Meeting what he thinks is the fabled carrier of the faiths, one untitled man becomes the emissary’s guide through the lands of Cultivation; where circular time is bought and sold, blue is more precious than gold and the math predominates. Accompanied by The Drifter, a former Corporation assassin, and machine girls, prototypes of the (ideal) women of the future, together they journey to the mythological Urban Jungle – the vine-encrusted super city standing resolutely testament to the Old People’s ambition and ego.
For one it is a mission to reinstate the faiths, for another a quest for knowledge, and for the Drifter, a chance to redeem himself in the eyes of Evangelista, the ruler-in-exile.
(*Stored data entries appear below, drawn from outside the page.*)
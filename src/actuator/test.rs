use std::{
	sync::{
		atomic::{AtomicUsize, Ordering},
		Arc, Mutex,
	},
	thread,
	time::{Duration, Instant},
};

use crate::{
	actuator::Actuator,
	backend::{Mock, MockConnector, Serial, SerialConnector},
	command::Direction,
	connection::ConnectionState,
	error::*,
	options::LinkOptions,
	response::Termination,
	stats::Statistics,
};

static_assertions::assert_impl_all!(Actuator<SerialConnector>: Send, Sync);
static_assertions::assert_impl_all!(Actuator<MockConnector>: Send, Sync);
static_assertions::assert_impl_all!(Statistics: Send, Sync);
static_assertions::assert_impl_all!(Serial: Send);

fn options() -> LinkOptions {
	let mut options = LinkOptions::new();
	options
		.grace_period(Duration::ZERO)
		.max_attempts(1)
		.retry_pause(Duration::ZERO)
		.response_timeout(Duration::from_millis(100));
	options
}

fn actuator(device: Mock) -> Actuator<MockConnector> {
	Actuator::new(
		MockConnector::new(device),
		options(),
		Arc::new(Statistics::new()),
	)
}

/// A device that affirms the status probe and answers every other command
/// with whatever is currently in `reply`.
fn scripted() -> (Mock, Arc<Mutex<Vec<&'static str>>>) {
	let reply = Arc::new(Mutex::new(vec!["ACK", "READY"]));
	let script = Arc::clone(&reply);
	let device = Mock::with_responder(move |command| {
		let lines = if command == "STATUS" {
			vec!["System Ready: YES", "READY"]
		} else {
			script.lock().unwrap().clone()
		};
		lines.into_iter().map(String::from).collect()
	});
	(device, reply)
}

/// Generate code to check how the actuator interprets the device's replies.
///
/// The syntax is `<actuator>, <reply>, <case>...` where `<reply>` is the
/// shared list of lines the device answers with and `<case>`s are separated
/// by `,`:
///
///   * `ok case [<line>...] via <closure_calling_the_actuator>`
///   * `err case [<line>...] via <closure_calling_the_actuator> => <expected_error_type>`
macro_rules! check_cases {
	($actuator:ident, $reply:ident, ok case [$($line:literal),*] via $method:expr, $($rest:tt)*) => {
		*$reply.lock().unwrap() = vec![$($line),*];
		let m: fn(&Actuator<MockConnector>) -> Result<_, ActuationError> = $method;
		if let Err(e) = (m)(&$actuator) {
			panic!(
				"unexpected error for reply {} via {}:\n\tactual error: {}\n\t{:?}\n",
				stringify!([$($line),*]),
				stringify!($method),
				e,
				e
			);
		}
		check_cases!($actuator, $reply, $($rest)*)
	};

	($actuator:ident, $reply:ident, err case [$($line:literal),*] via $method:expr => $err_type:ident, $($rest:tt)*) => {
		*$reply.lock().unwrap() = vec![$($line),*];
		let m: fn(&Actuator<MockConnector>) -> Result<_, ActuationError> = $method;
		match (m)(&$actuator) {
			Err(e) => {
				if let Err(e) = $err_type::try_from(e) {
					panic!(
						"unexpected error for reply {} via {}:\n\texpected:\t{}\n\tgot:\t\t{}\n\t\t\t{:?}\n",
						stringify!([$($line),*]),
						stringify!($method),
						stringify!($err_type),
						e,
						e
					);
				}
			}
			Ok(result) => panic!(
				"unexpected success for reply {} via {}: {}",
				stringify!([$($line),*]),
				stringify!($method),
				result
			),
		}
		check_cases!($actuator, $reply, $($rest)*)
	};

	($actuator:ident, $reply:ident, $(,)?) => {};
}

#[test]
fn replies_are_interpreted() {
	let (device, reply) = scripted();
	let actuator = actuator(device);
	actuator.connect("mock", 115_200).unwrap();

	check_cases!(actuator, reply,
		ok case ["ACK", "READY"] via |a| a.move_to("LEFT"),
		ok case ["Received command: RIGHT", "RIGHT movement completed", "READY"] via |a| a.move_to("right"),
		ok case ["READY"] via |a| a.move_direction(Direction::Center),
		ok case ["Complete system test finished", "READY"] via |a| a.self_test(),
		ok case ["ACK", "READY"] via |a| a.probe(),
		err case ["ERROR: Servo movement failed", "READY"] via |a| a.move_to("LEFT") => DeviceError,
		err case ["ERROR: Unknown command - LEFT", "READY"] via |a| a.move_to("LEFT") => DeviceError,
		err case ["ACK"] via |a| a.move_to("RIGHT") => CommandTimeoutError,
		err case [] via |a| a.self_test() => CommandTimeoutError,
		err case ["ERROR: test aborted"] via |a| a.self_test() => DeviceError,
		err case ["ACK", "READY"] via |a| a.move_to("UP") => InvalidCommandError,
		err case ["ACK", "READY"] via |a| a.move_to("") => InvalidCommandError,
	);
	// A slow or failing device is not a channel fault.
	assert_eq!(actuator.state(), ConnectionState::Connected);
}

#[test]
fn successful_left_move_is_counted() {
	let (device, _) = scripted();
	let actuator = actuator(device.clone());
	actuator.connect("mock", 115_200).unwrap();

	let result = actuator.move_to("LEFT").unwrap();
	assert_eq!(result.lines(), ["ACK", "READY"]);
	assert_eq!(result.termination(), Termination::ReadySentinelSeen);

	let stats = actuator.status().stats;
	assert_eq!(stats.left_moves, 1);
	assert_eq!(stats.right_moves, 0);
	assert_eq!(stats.errors, 0);
	assert_eq!(device.commands(), ["STATUS", "LEFT"]);
}

#[test]
fn center_moves_are_not_counted_as_sorts() {
	let actuator = actuator(Mock::firmware());
	actuator.connect("mock", 115_200).unwrap();
	actuator.move_to("CENTER").unwrap();
	let stats = actuator.stats().snapshot();
	assert_eq!(stats.left_moves + stats.right_moves + stats.errors, 0);
}

#[test]
fn invalid_direction_is_rejected_without_io() {
	let (device, _) = scripted();
	let actuator = actuator(device.clone());
	actuator.connect("mock", 115_200).unwrap();

	let err = actuator.move_to("UP").unwrap_err();
	match err {
		ActuationError::InvalidCommand(ref e) => assert_eq!(e.token(), "UP"),
		other => panic!("unexpected error: {other:?}"),
	}
	assert_eq!(device.commands(), ["STATUS"]);
	assert_eq!(actuator.stats().snapshot().errors, 0);
}

#[test]
fn failures_are_counted_once() {
	let (device, reply) = scripted();
	let actuator = actuator(device);
	actuator.connect("mock", 115_200).unwrap();

	*reply.lock().unwrap() = vec!["ACK"];
	let err = actuator.move_to("LEFT").unwrap_err();
	assert!(err.is_timeout());
	assert_eq!(err.result().map(|r| r.lines().len()), Some(1));

	*reply.lock().unwrap() = vec!["ERROR: Servo movement failed", "READY"];
	assert!(actuator.self_test().is_err());

	let stats = actuator.stats().snapshot();
	assert_eq!(stats.errors, 2);
	assert_eq!(stats.left_moves, 0);
}

#[test]
fn probe_when_disconnected_fails_fast() {
	let device = Mock::firmware();
	let actuator = actuator(device.clone());

	let start = Instant::now();
	let err = actuator.probe().unwrap_err();
	assert!(start.elapsed() < Duration::from_millis(100));
	assert!(err.is_unreachable());
	assert!(device.commands().is_empty());

	// Probing never touches the statistics.
	assert_eq!(actuator.stats().snapshot().errors, 0);
}

#[test]
fn probe_requires_the_affirmative_marker() {
	let (device, _) = scripted();
	let mut options = options();
	options.affirmative_marker("Free Memory:");
	let actuator = Actuator::new(
		MockConnector::new(device),
		options,
		Arc::new(Statistics::new()),
	);
	// Connecting probes with the same marker.
	assert!(actuator.connect("mock", 115_200).is_err());
	assert_eq!(actuator.state(), ConnectionState::Faulted);
	assert!(matches!(
		actuator.probe(),
		Err(ActuationError::NotConnected(e)) if e.state() == ConnectionState::Faulted
	));

	let actuator = self::actuator(Mock::firmware());
	actuator.connect("mock", 115_200).unwrap();
	assert!(actuator.probe().unwrap().is_affirmed_by("Free Memory:"));
}

#[test]
fn unaffirmed_probe_is_reported() {
	let probes = Arc::new(AtomicUsize::new(0));
	let count = Arc::clone(&probes);
	// Healthy while connecting, unhealthy afterwards.
	let device = Mock::with_responder(move |_| {
		let status = if count.fetch_add(1, Ordering::SeqCst) == 0 {
			"System Ready: YES"
		} else {
			"System Ready: NO"
		};
		vec![status.to_string(), "READY".to_string()]
	});
	let actuator = actuator(device);
	actuator.connect("mock", 115_200).unwrap();

	match actuator.probe() {
		Err(ActuationError::ProbeNotAffirmed(e)) => {
			assert_eq!(e.result().lines(), ["System Ready: NO", "READY"])
		}
		other => panic!("unexpected outcome: {other:?}"),
	}
	assert_eq!(probes.load(Ordering::SeqCst), 2);
	assert!(actuator.is_connected());
	assert_eq!(actuator.stats().snapshot().errors, 0);
}

#[test]
fn failed_connect_leaves_actuator_faulted() {
	let mut options = options();
	options
		.max_attempts(5)
		.retry_pause(Duration::from_millis(10));
	let actuator = Actuator::new(
		MockConnector::unavailable(),
		options,
		Arc::new(Statistics::new()),
	);
	let err = actuator.connect("/dev/ttyACM0", 115_200).unwrap_err();
	assert_eq!(err.attempts(), 5);
	assert_eq!(actuator.connection().connector().attempts(), 5);
	assert_eq!(actuator.status().state, ConnectionState::Faulted);

	let err = actuator.move_to("LEFT").unwrap_err();
	assert!(err.is_unreachable());
	assert_eq!(actuator.stats().snapshot().errors, 1);
}

#[test]
fn channel_fault_is_reported_as_not_connected() {
	let device = Mock::firmware();
	let actuator = actuator(device.clone());
	actuator.connect("mock", 115_200).unwrap();

	device.write_error(Some(std::io::Error::new(
		std::io::ErrorKind::BrokenPipe,
		"unplugged",
	)));
	match actuator.move_to("RIGHT") {
		Err(ActuationError::NotConnected(e)) => {
			assert_eq!(e.state(), ConnectionState::Faulted)
		}
		other => panic!("unexpected outcome: {other:?}"),
	}
	assert!(!actuator.is_connected());

	// Nothing more is written until the actuator reconnects.
	assert!(actuator.move_to("LEFT").is_err());
	assert_eq!(device.commands(), ["STATUS"]);
	assert_eq!(actuator.stats().snapshot().errors, 2);

	actuator.connect("mock", 115_200).unwrap();
	actuator.move_to("LEFT").unwrap();
	assert_eq!(actuator.stats().snapshot().left_moves, 1);
}

#[test]
fn disconnect_is_idempotent() {
	let actuator = actuator(Mock::firmware());
	actuator.connect("mock", 115_200).unwrap();
	actuator.disconnect();
	actuator.disconnect();
	assert_eq!(actuator.state(), ConnectionState::Disconnected);
	assert!(actuator.self_test().unwrap_err().is_unreachable());
}

#[test]
fn concurrent_moves_are_serialised() {
	const THREADS: usize = 8;
	let device = Mock::firmware();
	device.set_response_delay(Duration::from_millis(5));
	let actuator = Arc::new(actuator(device.clone()));
	actuator.connect("mock", 115_200).unwrap();

	let handles: Vec<_> = (0..THREADS)
		.map(|i| {
			let actuator = Arc::clone(&actuator);
			thread::spawn(move || {
				let direction = if i % 2 == 0 { "LEFT" } else { "RIGHT" };
				actuator.move_to(direction)
			})
		})
		.collect();
	for handle in handles {
		handle.join().unwrap().unwrap();
	}

	let commands = device.commands();
	assert_eq!(commands.len(), THREADS + 1);
	assert_eq!(commands.iter().filter(|c| *c == "LEFT").count(), THREADS / 2);
	assert_eq!(device.overlapping_writes(), 0);

	let stats = actuator.stats().snapshot();
	assert_eq!(stats.left_moves as usize, THREADS / 2);
	assert_eq!(stats.right_moves as usize, THREADS / 2);
	assert_eq!(stats.errors, 0);
}

#[test]
fn status_reads_do_not_wait_for_commands() {
	let device = Mock::firmware();
	device.set_response_delay(Duration::from_millis(50));
	let actuator = Arc::new(actuator(device));
	actuator.connect("mock", 115_200).unwrap();

	let mover = {
		let actuator = Arc::clone(&actuator);
		thread::spawn(move || actuator.move_to("LEFT"))
	};
	thread::sleep(Duration::from_millis(10));
	let start = Instant::now();
	let status = actuator.status();
	assert!(start.elapsed() < Duration::from_millis(30));
	assert_eq!(status.state, ConnectionState::Connected);

	mover.join().unwrap().unwrap();
	assert_eq!(actuator.status().stats.left_moves, 1);
}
What awaits them in the remains of the past though is betrayal and irony; a choice between unstable order or another pointless war – the choice which is no choice at all. Cultivation is a world divided by frighteningly familiar parallels. A world where having a name means everything, and where those who control the present – control the past.
“Cultivores is a savagely ironic take on human existence post-climatology atrocity, a Wizard of Oz-esque trek through Naked Lunch’s sci-fi pantheon, where pop-cult ideologies reign and Orwell’s prophetic 1984 is fast-forwarded to a bizarre conclusion.”

‘The Right Hand Angle of a Continuous Curve’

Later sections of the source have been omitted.